Am I nervous about m4/3’s prospects? Not really. Yes, an m4/3 sensor has an image quality disadvantage to an APS sensor, especially if we think that sensors need to be 24mp+. But it’s not a large disadvantage, and the smaller lens sizes of m4/3 are an advantage. In my view, m4/3 is “sellable” against APS. However, that also means you have to be good at marketing. I’m a little disturbed by steps backward here in the US by both Olympus and Panasonic in terms of the marketing and sales of their m4/3 products. That needs to be reversed, I think. 

The products I’m most nervous about in mirrorless are the Canon and Nikon ones, actually. Both seem to be more test shots and placeholders than the type of product they likely need long term. That suggests that there could be major changes down the line for those systems. Or perhaps in the case of the Nikon 1, it might mean that a DX-type of mirrorless camera introduction by Nikon would more strongly push the Nikon 1 towards consumer focus. 

The problem is the declining interchangeable lens camera market, though. How long and how far that decline goes will have a large factor on what happens next. Note that we have about nine major players chasing 14m unit sales right now. What happens if those unit sales hit 10m? Or 8m? Or even lower? The pond is currently getting smaller, and the big fish are going to get more active as they get hungrier. Curiously, no one seems to want to get out of the pond. 

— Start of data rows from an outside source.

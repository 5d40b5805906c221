//! Presence broadcasting
//!
//! Connect, disconnect and status changes are announced to every other live
//! connection and mirrored into the durable store. The mirror write runs as
//! a detached task: broadcast ordering to live connections never waits on
//! the store.

use std::sync::Arc;

use tracing::warn;

use crate::current_timestamp;
use crate::protocol::events::{
    UserOffline, UserOnline, UserStatus, UserStatusChanged, UserSummary,
};
use crate::server::connection::Delivery;
use crate::server::presence::PresenceRegistry;
use crate::store::Store;

/// Fans presence changes out to all other live connections
pub struct PresenceBroadcaster {
    presence: Arc<PresenceRegistry>,
    store: Arc<dyn Store>,
}

impl PresenceBroadcaster {
    pub fn new(presence: Arc<PresenceRegistry>, store: Arc<dyn Store>) -> Self {
        Self { presence, store }
    }

    /// Announce that an identity came online
    pub async fn announce_online(&self, user: &UserSummary) {
        let now = current_timestamp();
        self.mirror(&user.user_id, UserStatus::Online, now);

        let event = UserOnline {
            user_id: user.user_id.clone(),
            username: user.username.clone(),
            status: UserStatus::Online,
            last_seen: now,
        };
        for entry in self.presence.snapshot().await {
            if entry.user_id == user.user_id {
                continue;
            }
            entry.handle.deliver(Delivery::UserOnline(event.clone()));
        }
    }

    /// Announce that an identity went offline
    pub async fn announce_offline(&self, user_id: &str, username: &str) {
        let now = current_timestamp();
        self.mirror(user_id, UserStatus::Offline, now);

        let event = UserOffline {
            user_id: user_id.to_string(),
            username: username.to_string(),
            status: UserStatus::Offline,
            last_seen: now,
        };
        for entry in self.presence.snapshot().await {
            if entry.user_id == user_id {
                continue;
            }
            entry.handle.deliver(Delivery::UserOffline(event.clone()));
        }
    }

    /// Announce that an identity changed its availability status
    pub async fn announce_status_changed(
        &self,
        user_id: &str,
        username: &str,
        status: UserStatus,
    ) {
        let now = current_timestamp();
        self.mirror(user_id, status, now);

        let event = UserStatusChanged {
            user_id: user_id.to_string(),
            username: username.to_string(),
            status,
            last_seen: now,
        };
        for entry in self.presence.snapshot().await {
            if entry.user_id == user_id {
                continue;
            }
            entry
                .handle
                .deliver(Delivery::UserStatusChanged(event.clone()));
        }
    }

    /// Mirror the status into the durable store, fire-and-forget
    fn mirror(&self, user_id: &str, status: UserStatus, last_seen: u64) {
        let store = Arc::clone(&self.store);
        let user_id = user_id.to_string();
        tokio::spawn(async move {
            if let Err(e) = store.update_user_status(&user_id, status, last_seen).await {
                warn!(user = %user_id, "status mirror write failed: {}", e);
            }
        });
    }
}

#[cfg(test)]
mod tests {
    use super::*;
    use crate::server::presence::ConnectionHandle;
    use crate::store::{MemoryStore, User};
    use std::time::Duration;
    use tokio::sync::mpsc;
    use tokio::time::sleep;

    fn summary(user: &User) -> UserSummary {
        UserSummary {
            user_id: user.id.clone(),
            username: user.username.clone(),
            status: UserStatus::Online,
            last_seen: user.last_seen,
        }
    }

    async fn wait_for_status(store: &MemoryStore, user_id: &str, status: UserStatus) {
        for _ in 0..50 {
            if let Some(user) = store.find_user(user_id).await.unwrap() {
                if user.status == status {
                    return;
                }
            }
            sleep(Duration::from_millis(10)).await;
        }
        panic!("status {:?} never mirrored for {}", status, user_id);
    }

    #[tokio::test]
    async fn test_online_announce_skips_the_subject() {
        let store = Arc::new(MemoryStore::new());
        let presence = Arc::new(PresenceRegistry::new());
        let broadcaster = PresenceBroadcaster::new(Arc::clone(&presence), Arc::clone(&store) as _);

        let alice = User::new("alice");
        let bob = User::new("bob");
        store.insert_user(alice.clone()).await;
        store.insert_user(bob.clone()).await;

        let (alice_tx, mut alice_rx) = mpsc::unbounded_channel();
        let (bob_tx, mut bob_rx) = mpsc::unbounded_channel();
        presence
            .register(&summary(&alice), ConnectionHandle::new("conn-a", alice_tx))
            .await;
        presence
            .register(&summary(&bob), ConnectionHandle::new("conn-b", bob_tx))
            .await;

        broadcaster.announce_online(&summary(&alice)).await;

        match bob_rx.recv().await.unwrap() {
            Delivery::UserOnline(event) => {
                assert_eq!(event.user_id, alice.id);
                assert_eq!(event.username, "alice");
                assert_eq!(event.status, UserStatus::Online);
            }
            other => panic!("unexpected delivery: {:?}", other),
        }
        assert!(alice_rx.try_recv().is_err(), "subject must not hear itself");
    }

    #[tokio::test]
    async fn test_status_change_is_mirrored_to_store() {
        let store = Arc::new(MemoryStore::new());
        let presence = Arc::new(PresenceRegistry::new());
        let broadcaster = PresenceBroadcaster::new(Arc::clone(&presence), Arc::clone(&store) as _);

        let alice = User::new("alice");
        store.insert_user(alice.clone()).await;

        broadcaster
            .announce_status_changed(&alice.id, "alice", UserStatus::Busy)
            .await;

        wait_for_status(&store, &alice.id, UserStatus::Busy).await;
    }

    #[tokio::test]
    async fn test_offline_announce_reaches_remaining_connections() {
        let store = Arc::new(MemoryStore::new());
        let presence = Arc::new(PresenceRegistry::new());
        let broadcaster = PresenceBroadcaster::new(Arc::clone(&presence), Arc::clone(&store) as _);

        let alice = User::new("alice");
        let bob = User::new("bob");
        store.insert_user(alice.clone()).await;
        store.insert_user(bob.clone()).await;

        let (bob_tx, mut bob_rx) = mpsc::unbounded_channel();
        presence
            .register(&summary(&bob), ConnectionHandle::new("conn-b", bob_tx))
            .await;

        // Alice already deregistered; announce still reaches Bob
        broadcaster.announce_offline(&alice.id, "alice").await;

        match bob_rx.recv().await.unwrap() {
            Delivery::UserOffline(event) => {
                assert_eq!(event.user_id, alice.id);
                assert_eq!(event.status, UserStatus::Offline);
            }
            other => panic!("unexpected delivery: {:?}", other),
        }
        wait_for_status(&store, &alice.id, UserStatus::Offline).await;
    }
}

Personally, I think the near future for mirrorless is more of the same, with a slightly lower iteration rate until Canon and Nikon clear up their intentions of how they’ll shift from DSLRs to hybrid or mirrorless. So by maker, here’s my sense of things:

  • Fujifilm — Will continue to iterate in APS, and more at the higher end than the lower end. So more pixels, a better X-Pro1, maybe an X-T1 simpler brother, more lenses. The X-A1/X-M1 didn’t really sell to expectations, so I’d expect consolidation there. 
  • Leica — Already made their big move with the T. Now it’s about more lenses for the mount. Also, the M is due for another refresh and more modernization. 
  • Olympus — Pens will get downplayed and mostly focused on Asian markets, I think. But we’ll continue to see OM-D iterations as they try to find the right combination to create true sales volume for them. The problem for them and a number of other mirrorless companies is that US$1400 is a price too high, so you have to figure out how to get into the right price range. The E-M10 was a first attempt at this, but I don’t think they’ll stop there.
  • Panasonic — Panasonic has gone niche. Only the GM1 and GH4 seem to be getting their full attention, and those are cameras that cater to very specific groups. I don’t see Panasonic returning to more generalized mainstream products any time soon, if ever. They appear to want the cameras they produce to be unique. That doesn’t bode well for the G, GX, and GF cameras. I think they’re gone. 
  • Pentax — Talk about your hobby businesses. At this point I’m not sure why Ricoh bought Pentax. Here’s what to look for: what’s Ricoh’s message at Photokina in September? Nothing really new? Then Pentax is still at the margins and not likely to ever break into the mainstream choices again. A dramatic and clear vision of the future? Then welcome back, Pentax. I’m betting on the former, not the latter.
  • Samsung — Having more success than you think (their numbers don’t show up in CIPA statistics, so you need to have access to retail sales numbers to see that they’ve done better than expected). They’ve already pretty much announced their next target: high end, more pro like. And they’ve already started leaking their next generation APS cameras, too. They’re iterating cautiously, but consistently. I don’t expect any big surprises from them, but I also don’t expect them to pull back in any way.
  • Sony — Has probably the broadest approach given that they’re supporting two mounts and two lines of cameras (APS and full frame). The thing that impresses me most isn’t the performance of the cameras, but that Sony has gotten the manufacturing and parts simplicity right. They very well may have some pricing advantage because of that. They certainly do with the A7’s versus other full frame cameras (e.g. DSLRs). They continue to be aggressive on iteration, and I don’t see that changing in the near term. However, at some point, all this has to add up to real profit and ROI; the overall Sony company is right now one where movies, music, and insurance are propping up consumer electronics. That can’t go on forever, and Sony realizes it. They desparately need more lenses and far better marketing. And they need those before Canon and Nikon make any bigger move in mirrorless. 

The Canon/Nikon Problem


Many have commented about the inability of Canon and Nikon to dominate mirrorless cameras. But it’s not an inability, it’s a dilemma. Anyone that thinks that Canon and Nikon can't build an X-T1 or E-M1 or GH4 competitor is not being logical. Both companies have the resources and ability to do that. And more. Much more. The questions have always been: should they? will they? when?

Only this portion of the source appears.